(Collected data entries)

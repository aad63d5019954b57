//! The YAY value tree: constructors, accessors, and structural equality.

use std::fmt;

/// Arbitrary-precision integer, stored as a sign plus decimal digit string.
///
/// YAY integers never pass through floating point, so every digit survives
/// parsing regardless of magnitude. The digit string is non-empty and
/// contains only `0`–`9`.
#[derive(Debug, Clone, PartialEq, Eq)]
pub struct BigInt {
    pub negative: bool,
    pub digits: String,
}

impl fmt::Display for BigInt {
    fn fmt(&self, f: &mut fmt::Formatter<'_>) -> fmt::Result {
        if self.negative {
            f.write_str("-")?;
        }
        f.write_str(&self.digits)
    }
}

/// A parsed YAY document value.
///
/// Objects keep their pairs in insertion order and never contain duplicate
/// keys; [`Value::set`] replaces an existing key's value in place. Equality
/// is structural: object pair order is ignored, and two `NaN` floats compare
/// equal (a deliberate deviation from IEEE 754 so that parsed trees can be
/// compared against expected fixtures).
#[derive(Debug, Clone)]
pub enum Value {
    Null,
    Bool(bool),
    Int(BigInt),
    Float(f64),
    String(String),
    Bytes(Vec<u8>),
    Array(Vec<Value>),
    /// Key-value pairs in insertion order.
    Object(Vec<(String, Value)>),
}

impl Value {
    /// Integer value from a machine integer.
    pub fn int(value: i64) -> Value {
        Value::Int(BigInt {
            negative: value < 0,
            digits: value.unsigned_abs().to_string(),
        })
    }

    /// Integer value from a decimal digit string and a sign. The digits are
    /// taken verbatim; leading zeros are preserved and significant for
    /// equality.
    pub fn int_from_digits(digits: &str, negative: bool) -> Value {
        Value::Int(BigInt {
            negative,
            digits: digits.to_owned(),
        })
    }

    /// Byte string from a hex literal, spaces ignored. Returns `None` for an
    /// odd digit count or a non-hex character.
    pub fn bytes_from_hex(hex: &str) -> Option<Value> {
        let compact: Vec<u8> = hex.bytes().filter(|&b| b != b' ').collect();
        if compact.len() % 2 != 0 || !compact.iter().all(u8::is_ascii_hexdigit) {
            return None;
        }
        let bytes = compact
            .chunks_exact(2)
            .filter_map(|pair| {
                let hi = hex_value(pair[0])?;
                let lo = hex_value(pair[1])?;
                Some((hi << 4) | lo)
            })
            .collect();
        Some(Value::Bytes(bytes))
    }

    /// Append an item to an array value. Anything else is left unchanged.
    pub fn push(&mut self, item: Value) {
        if let Value::Array(items) = self {
            items.push(item);
        }
    }

    /// Assign a key in an object value, replacing in place when the key is
    /// already present. Anything else is left unchanged.
    pub fn set(&mut self, key: &str, value: Value) {
        if let Value::Object(pairs) = self {
            if let Some(pair) = pairs.iter_mut().find(|(k, _)| k == key) {
                pair.1 = value;
            } else {
                pairs.push((key.to_owned(), value));
            }
        }
    }

    /// Look up a key in an object value.
    pub fn get(&self, key: &str) -> Option<&Value> {
        match self {
            Value::Object(pairs) => pairs.iter().find(|(k, _)| k == key).map(|(_, v)| v),
            _ => None,
        }
    }

    pub fn is_null(&self) -> bool {
        matches!(self, Value::Null)
    }

    pub fn as_bool(&self) -> Option<bool> {
        match self {
            Value::Bool(b) => Some(*b),
            _ => None,
        }
    }

    pub fn as_int(&self) -> Option<&BigInt> {
        match self {
            Value::Int(n) => Some(n),
            _ => None,
        }
    }

    pub fn as_f64(&self) -> Option<f64> {
        match self {
            Value::Float(f) => Some(*f),
            _ => None,
        }
    }

    pub fn as_str(&self) -> Option<&str> {
        match self {
            Value::String(s) => Some(s),
            _ => None,
        }
    }

    pub fn as_bytes(&self) -> Option<&[u8]> {
        match self {
            Value::Bytes(b) => Some(b),
            _ => None,
        }
    }

    pub fn as_array(&self) -> Option<&[Value]> {
        match self {
            Value::Array(items) => Some(items),
            _ => None,
        }
    }

    pub fn as_object(&self) -> Option<&[(String, Value)]> {
        match self {
            Value::Object(pairs) => Some(pairs),
            _ => None,
        }
    }
}

fn hex_value(b: u8) -> Option<u8> {
    match b {
        b'0'..=b'9' => Some(b - b'0'),
        b'a'..=b'f' => Some(b - b'a' + 10),
        b'A'..=b'F' => Some(b - b'A' + 10),
        _ => None,
    }
}

impl PartialEq for Value {
    fn eq(&self, other: &Value) -> bool {
        match (self, other) {
            (Value::Null, Value::Null) => true,
            (Value::Bool(a), Value::Bool(b)) => a == b,
            (Value::Int(a), Value::Int(b)) => a == b,
            (Value::Float(a), Value::Float(b)) => (a.is_nan() && b.is_nan()) || a == b,
            (Value::String(a), Value::String(b)) => a == b,
            (Value::Bytes(a), Value::Bytes(b)) => a == b,
            (Value::Array(a), Value::Array(b)) => a == b,
            (Value::Object(a), Value::Object(b)) => {
                // Pair order is irrelevant; key sets must match. Neither side
                // carries duplicate keys, so equal lengths plus a subset check
                // suffice.
                a.len() == b.len()
                    && a.iter()
                        .all(|(key, val)| b.iter().any(|(k, v)| k == key && v == val))
            }
            _ => false,
        }
    }
}

/// Debug rendering used in diagnostics and test failure output. Integers get
/// an `n` suffix to keep them visually distinct from floats; strings are not
/// re-escaped. Not a serialization format.
impl fmt::Display for Value {
    fn fmt(&self, f: &mut fmt::Formatter<'_>) -> fmt::Result {
        match self {
            Value::Null => f.write_str("null"),
            Value::Bool(b) => f.write_str(if *b { "true" } else { "false" }),
            Value::Int(n) => write!(f, "{n}n"),
            Value::Float(x) => {
                if x.is_nan() {
                    f.write_str("NaN")
                } else if x.is_infinite() {
                    f.write_str(if *x > 0.0 { "Infinity" } else { "-Infinity" })
                } else {
                    write!(f, "{x}")
                }
            }
            Value::String(s) => write!(f, "\"{s}\""),
            Value::Bytes(bytes) => {
                f.write_str("<")?;
                for b in bytes {
                    write!(f, "{b:02x}")?;
                }
                f.write_str(">")
            }
            Value::Array(items) => {
                f.write_str("[")?;
                for (i, item) in items.iter().enumerate() {
                    if i > 0 {
                        f.write_str(", ")?;
                    }
                    write!(f, "{item}")?;
                }
                f.write_str("]")
            }
            Value::Object(pairs) => {
                f.write_str("{")?;
                for (i, (key, value)) in pairs.iter().enumerate() {
                    if i > 0 {
                        f.write_str(", ")?;
                    }
                    write!(f, "{key}: {value}")?;
                }
                f.write_str("}")
            }
        }
    }
}

/// Build a [`Value::Array`] from a list of values.
///
/// ```
/// use yay_core::{yay_array, Value};
/// let v = yay_array![Value::int(1), Value::Null];
/// assert_eq!(v.as_array().map(<[Value]>::len), Some(2));
/// ```
#[macro_export]
macro_rules! yay_array {
    ($($item:expr),* $(,)?) => {
        $crate::Value::Array(vec![$($item),*])
    };
}

/// Build a [`Value::Object`] from `key => value` pairs. Assignments go
/// through [`Value::set`], so a repeated key keeps its first position with
/// the last value, exactly as in a parsed document.
///
/// ```
/// use yay_core::{yay_object, Value};
/// let v = yay_object! { "a" => Value::int(1), "b" => Value::Bool(true) };
/// assert_eq!(v.get("b"), Some(&Value::Bool(true)));
/// ```
#[macro_export]
macro_rules! yay_object {
    ($($key:expr => $value:expr),* $(,)?) => {{
        #[allow(unused_mut)]
        let mut obj = $crate::Value::Object(Vec::new());
        $(obj.set($key, $value);)*
        obj
    }};
}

■ Your assignment: If a line of the records above contains the word "decimal", count it; then give the total and nothing more.

■ The answer: 2